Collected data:
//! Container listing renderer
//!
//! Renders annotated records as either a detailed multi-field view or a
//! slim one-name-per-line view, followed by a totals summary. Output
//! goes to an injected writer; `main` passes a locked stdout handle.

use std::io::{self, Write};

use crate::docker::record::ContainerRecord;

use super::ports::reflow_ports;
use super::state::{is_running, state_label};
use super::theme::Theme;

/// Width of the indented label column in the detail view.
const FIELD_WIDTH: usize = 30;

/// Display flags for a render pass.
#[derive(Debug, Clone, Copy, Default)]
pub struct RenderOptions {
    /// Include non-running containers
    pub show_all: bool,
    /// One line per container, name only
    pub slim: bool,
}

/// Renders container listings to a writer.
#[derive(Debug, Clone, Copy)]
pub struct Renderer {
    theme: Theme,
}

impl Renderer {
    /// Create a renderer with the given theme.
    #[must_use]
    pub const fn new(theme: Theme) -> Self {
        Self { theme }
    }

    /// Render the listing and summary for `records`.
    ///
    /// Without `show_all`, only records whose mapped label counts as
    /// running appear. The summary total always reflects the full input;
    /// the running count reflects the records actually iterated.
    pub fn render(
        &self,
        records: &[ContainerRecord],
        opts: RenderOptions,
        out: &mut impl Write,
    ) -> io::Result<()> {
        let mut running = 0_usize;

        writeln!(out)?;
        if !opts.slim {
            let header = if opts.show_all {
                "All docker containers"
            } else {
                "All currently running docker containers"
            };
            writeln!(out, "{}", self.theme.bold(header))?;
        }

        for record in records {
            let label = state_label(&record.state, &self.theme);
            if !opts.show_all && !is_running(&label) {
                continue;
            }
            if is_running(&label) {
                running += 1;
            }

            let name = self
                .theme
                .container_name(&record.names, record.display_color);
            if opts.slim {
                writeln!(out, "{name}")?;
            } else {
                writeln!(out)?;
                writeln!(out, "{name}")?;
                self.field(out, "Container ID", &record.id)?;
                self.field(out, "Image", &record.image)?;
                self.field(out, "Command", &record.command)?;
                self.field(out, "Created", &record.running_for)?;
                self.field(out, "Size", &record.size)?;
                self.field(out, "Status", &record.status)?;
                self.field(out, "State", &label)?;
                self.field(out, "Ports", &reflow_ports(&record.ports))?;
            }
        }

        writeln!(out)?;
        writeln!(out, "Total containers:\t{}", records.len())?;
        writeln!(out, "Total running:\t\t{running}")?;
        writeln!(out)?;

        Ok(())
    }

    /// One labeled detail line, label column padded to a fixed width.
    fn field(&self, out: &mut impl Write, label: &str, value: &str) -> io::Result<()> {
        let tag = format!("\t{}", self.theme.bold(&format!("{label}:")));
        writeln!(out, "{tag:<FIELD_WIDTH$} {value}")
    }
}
* * *
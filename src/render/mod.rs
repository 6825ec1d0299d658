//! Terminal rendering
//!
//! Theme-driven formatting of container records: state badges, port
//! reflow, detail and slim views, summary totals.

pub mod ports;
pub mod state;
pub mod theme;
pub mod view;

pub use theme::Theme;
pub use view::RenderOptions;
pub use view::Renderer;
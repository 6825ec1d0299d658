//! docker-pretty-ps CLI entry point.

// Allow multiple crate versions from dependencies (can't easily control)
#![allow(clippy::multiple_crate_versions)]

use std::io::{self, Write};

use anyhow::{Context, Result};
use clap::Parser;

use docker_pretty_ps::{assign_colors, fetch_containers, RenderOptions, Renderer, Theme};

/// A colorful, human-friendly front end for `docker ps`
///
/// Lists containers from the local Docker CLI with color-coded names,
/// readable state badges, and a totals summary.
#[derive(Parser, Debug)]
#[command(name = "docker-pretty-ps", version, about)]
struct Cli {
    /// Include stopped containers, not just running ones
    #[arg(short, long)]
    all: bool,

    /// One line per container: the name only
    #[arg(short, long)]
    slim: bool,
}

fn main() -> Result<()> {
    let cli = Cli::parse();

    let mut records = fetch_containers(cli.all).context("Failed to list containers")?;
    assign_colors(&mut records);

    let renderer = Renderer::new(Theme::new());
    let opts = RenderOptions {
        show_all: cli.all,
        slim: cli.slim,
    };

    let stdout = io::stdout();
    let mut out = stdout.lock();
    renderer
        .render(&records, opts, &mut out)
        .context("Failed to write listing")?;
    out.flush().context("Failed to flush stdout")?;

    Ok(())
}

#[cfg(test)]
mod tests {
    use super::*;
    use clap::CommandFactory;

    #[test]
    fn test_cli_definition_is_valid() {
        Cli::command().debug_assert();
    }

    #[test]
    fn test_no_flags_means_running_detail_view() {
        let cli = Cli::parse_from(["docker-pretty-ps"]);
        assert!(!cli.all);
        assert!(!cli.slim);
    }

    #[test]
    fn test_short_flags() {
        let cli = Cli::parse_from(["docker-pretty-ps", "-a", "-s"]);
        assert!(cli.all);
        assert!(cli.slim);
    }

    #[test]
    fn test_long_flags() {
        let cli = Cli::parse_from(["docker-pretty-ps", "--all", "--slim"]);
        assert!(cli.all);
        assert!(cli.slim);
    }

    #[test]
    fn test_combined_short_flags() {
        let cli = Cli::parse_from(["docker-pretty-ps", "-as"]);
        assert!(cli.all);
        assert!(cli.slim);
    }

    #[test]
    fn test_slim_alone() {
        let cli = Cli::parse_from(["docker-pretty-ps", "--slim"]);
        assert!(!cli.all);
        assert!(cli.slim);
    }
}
* * *
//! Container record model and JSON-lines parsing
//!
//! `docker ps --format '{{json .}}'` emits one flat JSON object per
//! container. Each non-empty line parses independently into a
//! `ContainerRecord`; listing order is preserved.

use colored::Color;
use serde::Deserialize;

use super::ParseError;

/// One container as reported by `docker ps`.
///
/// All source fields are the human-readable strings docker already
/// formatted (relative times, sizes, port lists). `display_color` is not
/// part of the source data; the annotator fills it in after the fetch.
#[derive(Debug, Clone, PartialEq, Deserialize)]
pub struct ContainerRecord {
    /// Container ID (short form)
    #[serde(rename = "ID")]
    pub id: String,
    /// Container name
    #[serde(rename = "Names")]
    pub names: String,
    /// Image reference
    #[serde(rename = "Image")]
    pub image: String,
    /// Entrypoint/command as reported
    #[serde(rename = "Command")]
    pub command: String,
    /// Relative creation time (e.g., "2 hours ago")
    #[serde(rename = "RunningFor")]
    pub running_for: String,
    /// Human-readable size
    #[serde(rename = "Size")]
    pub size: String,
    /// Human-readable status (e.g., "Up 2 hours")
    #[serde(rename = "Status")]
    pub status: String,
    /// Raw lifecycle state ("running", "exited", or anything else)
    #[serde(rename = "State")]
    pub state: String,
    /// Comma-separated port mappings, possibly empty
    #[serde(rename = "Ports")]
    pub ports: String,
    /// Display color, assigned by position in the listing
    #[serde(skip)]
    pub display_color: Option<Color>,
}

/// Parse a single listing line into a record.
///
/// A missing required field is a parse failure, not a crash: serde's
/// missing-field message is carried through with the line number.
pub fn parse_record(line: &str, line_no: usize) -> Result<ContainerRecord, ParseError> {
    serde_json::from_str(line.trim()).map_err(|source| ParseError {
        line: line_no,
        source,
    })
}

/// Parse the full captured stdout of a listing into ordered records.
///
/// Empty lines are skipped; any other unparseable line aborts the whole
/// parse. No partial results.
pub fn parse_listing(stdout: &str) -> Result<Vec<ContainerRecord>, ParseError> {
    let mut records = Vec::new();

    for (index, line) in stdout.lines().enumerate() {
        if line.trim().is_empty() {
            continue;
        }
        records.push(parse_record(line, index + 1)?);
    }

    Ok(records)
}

Work to be completed:
Output the lines of the records above exactly as they appear, from the line containing "Container listing renderer" through the line containing "let header = if".

Solution for this problem:
//! Container listing renderer
//!
//! Renders annotated records as either a detailed multi-field view or a
//! slim one-name-per-line view, followed by a totals summary. Output
//! goes to an injected writer; `main` passes a locked stdout handle.

use std::io::{self, Write};

use crate::docker::record::ContainerRecord;

use super::ports::reflow_ports;
use super::state::{is_running, state_label};
use super::theme::Theme;

/// Width of the indented label column in the detail view.
const FIELD_WIDTH: usize = 30;

/// Display flags for a render pass.
#[derive(Debug, Clone, Copy, Default)]
pub struct RenderOptions {
    /// Include non-running containers
    pub show_all: bool,
    /// One line per container, name only
    pub slim: bool,
}

/// Renders container listings to a writer.
#[derive(Debug, Clone, Copy)]
pub struct Renderer {
    theme: Theme,
}

impl Renderer {
    /// Create a renderer with the given theme.
    #[must_use]
    pub const fn new(theme: Theme) -> Self {
        Self { theme }
    }

    /// Render the listing and summary for `records`.
    ///
    /// Without `show_all`, only records whose mapped label counts as
    /// running appear. The summary total always reflects the full input;
    /// the running count reflects the records actually iterated.
    pub fn render(
        &self,
        records: &[ContainerRecord],
        opts: RenderOptions,
        out: &mut impl Write,
    ) -> io::Result<()> {
        let mut running = 0_usize;

        writeln!(out)?;
        if !opts.slim {
            let header = if opts.show_all {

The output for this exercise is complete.